◆ Exercise prompt: Find the lines below in which the string "fracture" occurs. Copy each one.

_____

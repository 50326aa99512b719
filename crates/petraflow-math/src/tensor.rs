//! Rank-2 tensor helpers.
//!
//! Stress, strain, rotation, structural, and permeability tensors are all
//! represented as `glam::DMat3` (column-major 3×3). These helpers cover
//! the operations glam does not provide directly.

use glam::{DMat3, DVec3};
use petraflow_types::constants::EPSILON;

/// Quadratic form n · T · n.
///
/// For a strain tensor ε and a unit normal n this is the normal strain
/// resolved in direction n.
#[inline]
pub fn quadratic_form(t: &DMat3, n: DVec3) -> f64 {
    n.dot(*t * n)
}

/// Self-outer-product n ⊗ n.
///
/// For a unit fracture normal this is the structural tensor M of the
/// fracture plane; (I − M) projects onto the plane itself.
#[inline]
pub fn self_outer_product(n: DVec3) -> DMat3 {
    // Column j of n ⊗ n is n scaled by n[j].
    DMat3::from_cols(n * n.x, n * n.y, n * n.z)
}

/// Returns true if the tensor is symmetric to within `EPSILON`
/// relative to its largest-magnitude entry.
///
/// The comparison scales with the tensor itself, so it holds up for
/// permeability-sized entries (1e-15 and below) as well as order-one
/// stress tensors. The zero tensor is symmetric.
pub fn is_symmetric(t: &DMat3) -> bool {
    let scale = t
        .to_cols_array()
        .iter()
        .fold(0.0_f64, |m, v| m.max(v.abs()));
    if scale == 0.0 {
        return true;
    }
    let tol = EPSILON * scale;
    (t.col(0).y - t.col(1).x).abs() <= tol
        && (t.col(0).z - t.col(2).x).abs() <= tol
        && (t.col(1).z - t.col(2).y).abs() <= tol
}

_____

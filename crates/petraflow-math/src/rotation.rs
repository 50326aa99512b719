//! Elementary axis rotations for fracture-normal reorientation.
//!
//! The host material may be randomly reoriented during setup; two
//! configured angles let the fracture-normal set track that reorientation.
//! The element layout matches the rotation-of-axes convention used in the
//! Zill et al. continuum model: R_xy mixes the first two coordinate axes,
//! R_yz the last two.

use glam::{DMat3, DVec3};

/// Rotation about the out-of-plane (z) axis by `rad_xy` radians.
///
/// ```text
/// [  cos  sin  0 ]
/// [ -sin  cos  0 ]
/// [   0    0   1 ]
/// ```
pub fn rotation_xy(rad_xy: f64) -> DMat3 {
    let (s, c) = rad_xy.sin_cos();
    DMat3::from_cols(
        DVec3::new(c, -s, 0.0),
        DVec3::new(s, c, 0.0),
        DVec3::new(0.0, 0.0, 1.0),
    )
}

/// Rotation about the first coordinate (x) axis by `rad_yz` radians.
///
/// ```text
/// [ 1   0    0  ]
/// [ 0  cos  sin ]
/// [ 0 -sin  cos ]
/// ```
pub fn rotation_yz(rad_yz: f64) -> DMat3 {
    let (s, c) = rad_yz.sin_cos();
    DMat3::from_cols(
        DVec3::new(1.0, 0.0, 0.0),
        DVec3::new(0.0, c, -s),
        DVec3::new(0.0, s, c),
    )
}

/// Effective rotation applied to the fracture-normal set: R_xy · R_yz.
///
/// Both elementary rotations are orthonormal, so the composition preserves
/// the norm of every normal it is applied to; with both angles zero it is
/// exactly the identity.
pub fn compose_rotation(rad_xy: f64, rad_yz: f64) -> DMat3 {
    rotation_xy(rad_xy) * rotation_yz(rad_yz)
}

_____

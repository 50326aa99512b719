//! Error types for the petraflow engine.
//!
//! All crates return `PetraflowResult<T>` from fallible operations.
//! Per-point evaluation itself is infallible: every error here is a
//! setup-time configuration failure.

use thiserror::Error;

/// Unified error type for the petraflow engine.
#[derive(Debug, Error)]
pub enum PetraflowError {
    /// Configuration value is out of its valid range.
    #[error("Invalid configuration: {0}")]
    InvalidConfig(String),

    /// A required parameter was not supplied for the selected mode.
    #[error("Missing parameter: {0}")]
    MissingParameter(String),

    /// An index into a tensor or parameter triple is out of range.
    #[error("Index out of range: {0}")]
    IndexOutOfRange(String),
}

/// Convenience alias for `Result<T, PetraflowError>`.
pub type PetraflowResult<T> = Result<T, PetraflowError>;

_____

◆ Answer to this task:
/// For a unit fracture normal this is the structural tensor M of the
/// fracture plane; (I − M) projects onto the plane itself.
//! Elementary axis rotations for fracture-normal reorientation.
//! configured angles let the fracture-normal set track that reorientation.
/// Effective rotation applied to the fracture-normal set: R_xy · R_yz.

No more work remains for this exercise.